A investigação do governo dos Estados Unidos sobre o acidente fatal envolvendo um veículo autônomo da Uber ainda está em curso, mas novas informações sobre o caso continuam surgindo. Uma investigação da agência de notícias Reuters mostrou que a empresa reduziu de forma significativa a quantidade de sensores presentes em seus carros antes do acidente acontecer.

De acordo com entrevistas feitas com funcionários da empresa, a pressa da Uber em iniciar os testes com os veículos em vias públicas teria sido a responsável pelos cortes feitos durante a transição entre os protótipos de Ford Fusion que eram utilizados anteriormente e os modelos adaptados do Volvo XC90s que foram às ruas. Enquanto os primeiros tinham sete sensores Lidar espalhados pelo carro, os que estavam sendo testados até semana passada têm apenas um.

Funcionários e especialista dizem que a mudança criou um ponto cego nos sensores dos carros, o que poderia dificultar a detecção de pedestres.

Tanto os funcionários da Uber como o professor Raj Rajkumar, especialista em transporte da Universidade Carnegie Mellon, concordam que a mudança criou um ponto cego nos sensores dos carros, o que poderia dificultar a detecção de pedestres. As concorrentes Waymo e General Motors, por exemplo, utilizam respectivamente seis e cinco sensores em seus veículos autônomos. O próprio presidente da empresa que faz os sensores Lidar falou que eles deveriam ter sido capazes de ‘enxergar’ a pedestre, dando a entender que a culpa seria do sistema da Uber.

A Uber não deu uma resposta direta em relação à diminuição do número de sensores, mas um porta-voz falou com a Reuters: “Acreditamos que essa tecnologia tem o poder de tornar os transportes mais seguros do que nunca e reconhecemos nossa responsabilidade em contribuir para a segurança de nossas comunidades. Enquanto desenvolvemos a tecnologia de direção autônoma, a segurança é nossa principal preocupação em cada passo desse trajeto”.

Governador que permitiu testes também é questionado

O republicano Doug Ducey, governador do Arizona — estado norte-americano onde o acidente aconteceu — também foi questionado sobre o caso. E-mails obtidos pelo jornal The Guardian mostram que o governador autorizou o início dos testes com carros autônomos sem avisar a população.

As mensagens também revelam que a Uber ofereceu espaços de trabalho para a equipe de Ducey em São Francisco e prometeu levar mais empregos e dinheiro para o estado do Arizona. Em troca, o governador emitiu decretos favoráveis à companhia e a ajudou na hora de lidar com outros agentes do governo, além de aparecer em um evento oficial com uma camisa da Uber.

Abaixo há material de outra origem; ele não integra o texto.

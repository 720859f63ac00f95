//! Copyright © 2025-2026 Wenze Wei. All Rights Reserved.
//!
//! This file is part of multiplug.
//! The multiplug project belongs to the Dunimd Team.
//!
//! Licensed under the Apache License, Version 2.0 (the "License");
//! You may not use this file except in compliance with the License.
//! You may obtain a copy of the License at
//!
//!     http://www.apache.org/licenses/LICENSE-2.0
//!
//! Unless required by applicable law or agreed to in writing, software
//! distributed under the License is distributed on an "AS IS" BASIS,
//! WITHOUT WARRANTIES OR CONDITIONS OF ANY KIND, either express or implied.
//! See the License for the specific language governing permissions and
//! limitations under the License.

use std::fs;
use std::path::{Path, PathBuf};

use tempfile::TempDir;

use multiplug::{
    MpAttributeCatalog, MpAttributeDefinition, MpAttributeStore, MpBatchComputation,
    MpBatchConfig, MpCompStatus, MpError, MpImporter, MpKwargs, MpMemoryStore, MpReportData,
    MpResultsLoader, MpSink,
};

#[path = "../common/mod.rs"]
mod common;

use common::{fixture, has_tool};

const PLUGIN: &str = "bash/fas_stats.sh";

struct Computation {
    _dir: TempDir,
    results: PathBuf,
    report: PathBuf,
}

/// Runs the size and GC plugin over two copies of the example sequence.
fn compute() -> Computation {
    let dir = tempfile::tempdir().unwrap();
    for name in ["a", "b"] {
        fs::copy(fixture("example.fas"), dir.path().join(format!("{name}.fas"))).unwrap();
    }
    let results = dir.path().join("results.tsv");
    let report = dir.path().join("report.yaml");

    let mut batch =
        MpBatchComputation::new(MpImporter::default(), fixture(PLUGIN), MpBatchConfig::default())
            .unwrap();
    batch
        .input_from_globpattern(
            &format!("{}/*.fas", dir.path().display()),
            Some(&fixture("bash/basename_id.sh")),
            None,
        )
        .unwrap();
    batch.set_output(Some(&results), None).unwrap();
    batch
        .setup_computation(MpKwargs::new(), Some(MpSink::create(&report).unwrap()), None, None, None)
        .unwrap();
    batch.run().unwrap();
    batch.finalize().unwrap();

    Computation {
        _dir: dir,
        results,
        report,
    }
}

fn store() -> MpMemoryStore {
    let mut catalog = MpAttributeCatalog::new();
    catalog.insert("genome_size", MpAttributeDefinition::new("Integer"));
    catalog.insert("GC_content", MpAttributeDefinition::new("Float"));
    MpMemoryStore::with_catalog(catalog)
}

fn rewrite_report(path: &Path, edit: impl FnOnce(&mut MpReportData)) -> PathBuf {
    let mut data = MpReportData::from_file(path).unwrap();
    edit(&mut data);
    let edited = path.with_file_name("edited_report.yaml");
    fs::write(&edited, serde_yaml::to_string(&data).unwrap()).unwrap();
    edited
}

#[test]
fn results_are_loaded_into_the_store() {
    if !has_tool("bash") {
        return;
    }
    let computation = compute();
    let mut store = store();
    let uuid = {
        let mut loader =
            MpResultsLoader::new(&mut store, &MpImporter::default(), fixture(PLUGIN), false)
                .unwrap();
        assert_eq!(loader.description().output_names(), vec!["genome_size", "GC_content"]);
        loader
            .run(&computation.results, &computation.report, false)
            .unwrap()
            .expect("non-empty results")
    };

    assert_eq!(store.count("genome_size"), 2);
    assert_eq!(store.count("GC_content"), 2);
    let size = store.value("genome_size", "a").unwrap();
    assert_eq!(size.value, "800");
    assert_eq!(size.computation, uuid);
    assert_eq!(store.value("GC_content", "b").unwrap().value, "0.41");

    let report = store.report(&uuid).unwrap();
    assert_eq!(report.comp_status, MpCompStatus::Completed);
    assert_eq!(report.n_units, 2);

    let description = store.plugin("fas_stats_sh", "0.1.0").unwrap();
    assert_eq!(description.output, "genome_size,GC_content");
    assert_eq!(description.method.as_deref(), Some("count bases"));
    assert_eq!(
        description.parameters.as_deref(),
        Some("uncompressed,bool,false,input is not gzipped")
    );
    store.check_consistency().unwrap();
}

#[test]
fn loading_the_same_report_twice_is_accepted() {
    if !has_tool("bash") {
        return;
    }
    let computation = compute();
    let mut store = store();
    let mut loader =
        MpResultsLoader::new(&mut store, &MpImporter::default(), fixture(PLUGIN), false).unwrap();
    let first = loader.run(&computation.results, &computation.report, false).unwrap();
    let second = loader.run(&computation.results, &computation.report, false).unwrap();
    assert_eq!(first, second);
}

#[test]
fn changed_report_with_the_same_id_needs_replace() {
    if !has_tool("bash") {
        return;
    }
    let computation = compute();
    let edited = rewrite_report(&computation.report, |data| data.user_id = "someone else".into());
    let mut store = store();
    let mut loader =
        MpResultsLoader::new(&mut store, &MpImporter::default(), fixture(PLUGIN), false).unwrap();
    loader.run(&computation.results, &computation.report, false).unwrap();
    assert!(matches!(
        loader.run(&computation.results, &edited, false),
        Err(MpError::Validation { .. })
    ));
    loader.run(&computation.results, &edited, true).unwrap();
}

#[test]
fn plugin_version_must_match_the_report() {
    if !has_tool("bash") {
        return;
    }
    let computation = compute();
    let edited = rewrite_report(&computation.report, |data| data.plugin_version = "9.9".into());
    let mut store = store();
    let err = MpResultsLoader::new(&mut store, &MpImporter::default(), fixture(PLUGIN), false)
        .unwrap()
        .run(&computation.results, &edited, false)
        .unwrap_err();
    assert!(err.to_string().contains("VERSION"), "{err}");
    assert_eq!(store.count("genome_size"), 0);
}

#[test]
fn empty_results_load_nothing() {
    if !has_tool("bash") {
        return;
    }
    let dir = tempfile::tempdir().unwrap();
    let results = dir.path().join("results.tsv");
    fs::write(&results, "").unwrap();
    let mut store = store();
    let loaded = MpResultsLoader::new(&mut store, &MpImporter::default(), fixture(PLUGIN), false)
        .unwrap()
        .run(&results, dir.path().join("no_report.yaml"), false)
        .unwrap();
    assert_eq!(loaded, None);
    assert_eq!(store.count("genome_size"), 0);
}

#[test]
fn invalid_values_leave_the_store_unchanged() {
    if !has_tool("bash") {
        return;
    }
    let computation = compute();
    fs::write(&computation.results, "a\t800\t0.41\nb\tmany\t0.41\n").unwrap();
    let mut store = store();
    let err = MpResultsLoader::new(&mut store, &MpImporter::default(), fixture(PLUGIN), false)
        .unwrap()
        .run(&computation.results, &computation.report, false)
        .unwrap_err();
    assert!(err.to_string().contains("many"), "{err}");
    assert_eq!(store.count("genome_size"), 0);
}

#[test]
fn missing_attribute_definitions_are_rejected() {
    if !has_tool("bash") {
        return;
    }
    let computation = compute();
    let mut store = store();
    store.destroy_attribute("GC_content").unwrap();
    let err = MpResultsLoader::new(&mut store, &MpImporter::default(), fixture(PLUGIN), false)
        .unwrap()
        .run(&computation.results, &computation.report, false)
        .unwrap_err();
    assert!(err.to_string().contains("GC_content"), "{err}");
}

A equipe do governador negou que tenha sido pouco transparente durante o processo e afirmou que o público não precisava ser informado sobre os testes, já que os departamentos locais de polícia estavam sabendo da situação. A Uber foi proibida de continuar com seus testes no Arizona e também está sendo investigada pela polícia de Tempe, cidade onde o acidente aconteceu.